European transports. The Commission adopts a Contingency Plan

Drawing lessons from the coronavirus outbreak, as well as the challenges the Union has been facing since the beginning of Russia’s military aggression against Ukraine, on 23 May 2022 the Commission adopted a Contingency Plan to strengthen the resilience of European transports, deeply impacted by both crisis. 

To contain the outbreak, indeed, a number of measures restricting international and domestic travel were taken such as, amongst the others, public transport and border closures. Furthermore, the war and sanctions have created many challenges for European transports, with truck drivers stuck in a conflict zone, the closure of Russian airspace, the destruction of Ukrainian transport infrastructure and the supply chains cut. Following the Sustainable and Smart Mobility Strategy, therefore, the Contingency Plan proposes a toolbox for dealing with any type of transport crisis, introducing guiding principles that ensure crisis response measures are proportionate, transparent, non-discriminatory and able to ensure that the Single Market continues to function as it should.  

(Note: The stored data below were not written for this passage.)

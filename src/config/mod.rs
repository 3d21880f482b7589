//! Process configuration.
//!
//! Parsed once from CLI flags with environment fallbacks, validated into an
//! [`AppConfig`], and handed to each component's constructor by value.

use std::net::SocketAddr;
use std::time::Duration;

use anyhow::Context;
use clap::Args;
use orderflow_core::{ErrorKind, FailureClassifier, RetryPolicy, RuntimeSettings};
use orderflow_kafka::{KafkaConfig, TopicLayout};

pub mod duration;

pub use duration::parse_duration;

/// Topic names and layout.
#[derive(Args, Clone, Debug)]
pub struct TopicOpts {
    /// Topic order events are published to
    #[arg(long, env = "ORDERS_TOPIC", default_value = "orders", global = true)]
    pub orders_topic: String,

    /// Dead-letter topic for orders that could not be processed
    #[arg(long, env = "ORDERS_DLQ_TOPIC", default_value = "orders-dlq", global = true)]
    pub dlq_topic: String,

    /// Partitions of the orders topic
    #[arg(long, env = "PARTITIONS", default_value_t = 5, global = true)]
    pub partitions: i32,

    /// Replication factor of both topics
    #[arg(long, env = "REPLICATION_FACTOR", default_value_t = 3, global = true)]
    pub replication_factor: i32,
}

/// Consumer runtime and retry settings.
#[derive(Args, Clone, Debug)]
pub struct ConsumerOpts {
    /// Consumer group ID
    #[arg(long, env = "CONSUMER_GROUP_ID", default_value = "order-consumers", global = true)]
    pub group_id: String,

    /// Retries after the first attempt before an order is dead-lettered
    #[arg(long, env = "RETRY_ATTEMPTS", default_value_t = 5, global = true)]
    pub retry_attempts: u32,

    /// Fixed wait between two attempts of the same order, in milliseconds
    #[arg(long, env = "RETRY_BACKOFF_MS", default_value_t = 3000, global = true)]
    pub retry_backoff_ms: u64,

    /// Number of consumer workers
    #[arg(long, env = "CONSUMER_CONCURRENCY", default_value_t = 3, global = true)]
    pub concurrency: usize,

    /// Error kinds that skip retries (comma-separated)
    #[arg(
        long,
        global = true,
        env = "TERMINAL_ERROR_KINDS",
        value_delimiter = ',',
        default_value = "input_malformed,type_mismatch,deserialization,permanent"
    )]
    pub terminal_error_kinds: Vec<String>,

    /// How long shutdown waits for in-flight orders (e.g. "30s", "500ms")
    #[arg(long, env = "SHUTDOWN_GRACE", default_value = "30s", global = true)]
    pub shutdown_grace: String,

    /// Maximum number of records requested per poll
    #[arg(long, env = "POLL_BATCH_SIZE", default_value_t = 100, global = true)]
    pub poll_batch_size: usize,

    /// Records held for busy workers before polling pauses
    #[arg(long, env = "MAX_BUFFERED", default_value_t = 1000, global = true)]
    pub max_buffered: usize,
}

#[derive(Args, Clone, Debug)]
pub struct ApiOpts {
    /// Address the order API listens on
    #[arg(long, env = "LISTEN_ADDR", default_value = "0.0.0.0:8080", global = true)]
    pub listen_addr: SocketAddr,
}

/// Every flag the binary understands.
#[derive(Args, Clone, Debug)]
pub struct PipelineOpts {
    #[command(flatten)]
    pub kafka: KafkaConfig,

    #[command(flatten)]
    pub topics: TopicOpts,

    #[command(flatten)]
    pub consumer: ConsumerOpts,

    #[command(flatten)]
    pub api: ApiOpts,
}

/// Validated, immutable configuration.
#[derive(Debug, Clone)]
pub struct AppConfig {
    pub kafka: KafkaConfig,
    pub topics: TopicLayout,
    pub retry: RetryPolicy,
    pub classifier: FailureClassifier,
    pub runtime: RuntimeSettings,
    pub listen_addr: SocketAddr,
}

impl AppConfig {
    pub fn from_opts(opts: PipelineOpts) -> anyhow::Result<Self> {
        opts.kafka.validate().context("Invalid Kafka settings")?;

        let topics = TopicLayout {
            topic: opts.topics.orders_topic,
            dlq_topic: opts.topics.dlq_topic,
            partitions: opts.topics.partitions,
            replication_factor: opts.topics.replication_factor,
        };
        topics.validate().context("Invalid topic settings")?;

        let consumer = opts.consumer;
        let retry = RetryPolicy::new(
            consumer.retry_attempts,
            Duration::from_millis(consumer.retry_backoff_ms),
            consumer.concurrency,
        )
        .context("Invalid retry settings")?;

        let terminal_kinds = consumer
            .terminal_error_kinds
            .iter()
            .filter(|kind| !kind.trim().is_empty())
            .map(|kind| kind.parse::<ErrorKind>())
            .collect::<Result<Vec<_>, _>>()
            .context("Invalid terminal error kinds")?;

        let shutdown_grace = parse_duration(&consumer.shutdown_grace)
            .with_context(|| format!("Invalid shutdown grace: {}", consumer.shutdown_grace))?;
        if consumer.poll_batch_size == 0 {
            anyhow::bail!("poll batch size must be at least 1");
        }

        let runtime = RuntimeSettings {
            topic: topics.topic.clone(),
            group_id: consumer.group_id,
            poll_batch_size: consumer.poll_batch_size,
            max_buffered: consumer.max_buffered.max(1),
            shutdown_grace,
        };

        Ok(Self {
            kafka: opts.kafka,
            topics,
            retry,
            classifier: FailureClassifier::new(terminal_kinds),
            runtime,
            listen_addr: opts.api.listen_addr,
        })
    }
}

More particularly, the Plan is structured around 10 measures which, ranging from a longer-term preparatory actions to tools that can be used in the short-medium period, aim at ensuring a better preparedness for a swift response to any accident or event capable of causing severe disruption to the Union transport system. Specifically, these actions consist in i) making EU transport laws fit for crisis situations, ii) ensuring adequate support for the transport sector, iii) ensuring free movement of goods, services and people, iv) managing refugee flows and repatriating stranded passengers and transport workers, v) ensuring minimum connectivity and passenger protection, vi) sharing transport information, vii) strengthening transport policy coordination, viii) strengthening cybersecurity, ix) testing transport contingency, and x) cooperating with international partners.